**Work task**. Note each line of the entries that includes "dashboard". Then copy those lines.

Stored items
-*-
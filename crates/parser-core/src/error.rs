//! Error types for interpreter operations.

use thiserror::Error;

/// Errors that can occur while interpreting a message.
#[derive(Debug, Error)]
pub enum InterpreterError {
    /// Invalid or missing configuration.
    #[error("configuration error: {0}")]
    Configuration(String),

    /// The language service could not be reached.
    #[error("network error: {0}")]
    Network(String),

    /// The language service answered, but not with the structure we asked for.
    ///
    /// Distinct from [`Interpretation::NeedsClarification`]: a clarification
    /// is a well-formed answer, a malformed response is not an answer at all.
    ///
    /// [`Interpretation::NeedsClarification`]: crate::Interpretation::NeedsClarification
    #[error("malformed response: {0}")]
    MalformedResponse(String),

    /// The interpretation failed for another reason (API error, etc.).
    #[error("interpretation failed: {0}")]
    ProcessingFailed(String),
}
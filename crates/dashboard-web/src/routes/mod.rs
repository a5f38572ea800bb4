//! Route handlers for the dashboard web interface.

pub mod dashboard;
pub mod health;

use axum::routing::get;
use axum::Router;

use crate::state::AppState;

/// Build the router with all routes.
pub fn router() -> Router<AppState> {
    Router::new()
        // HTML pages
        .route("/", get(dashboard::dashboard_page))
        .route("/partials/entries", get(dashboard::entries_partial))
        // Health check
        .route("/health", get(health::health))
        // API endpoints
        .route("/api/entries", get(dashboard::entries_api))
}
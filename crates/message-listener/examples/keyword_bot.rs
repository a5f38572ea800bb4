//! Run the bot with the keyword parser - no language model required.
//!
//! Useful for exercising the Telegram + database flow end to end.
//!
//! Usage:
//!   TELEGRAM_BOT_TOKEN=... DATABASE_URL=... cargo run --example keyword_bot

use database::Database;
use message_listener::MessageProcessor;
use mock_parser::KeywordParser;
use telegram_api::{BotConfig, TelegramClient};

#[tokio::main]
async fn main() -> Result<(), Box<dyn std::error::Error>> {
    let _ = dotenvy::dotenv();
    tracing_subscriber::fmt::init();

    let token = std::env::var("TELEGRAM_BOT_TOKEN")?;
    let database_url = std::env::var("DATABASE_URL")?;

    let db = Database::connect(&database_url).await?;
    db.migrate().await?;

    let client = TelegramClient::connect(BotConfig::new(token)).await?;

    let processor = MessageProcessor::with_defaults(client, KeywordParser::new(), db);
    processor.run().await?;

    Ok(())
}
-*-
**Response for this exercise**.
filename crates/dashboard-web/src/routes/mod.rs
//! Route handlers for the dashboard web interface.
pub mod dashboard;
        .route("/", get(dashboard::dashboard_page))
        .route("/partials/entries", get(dashboard::entries_partial))
        .route("/api/entries", get(dashboard::entries_api))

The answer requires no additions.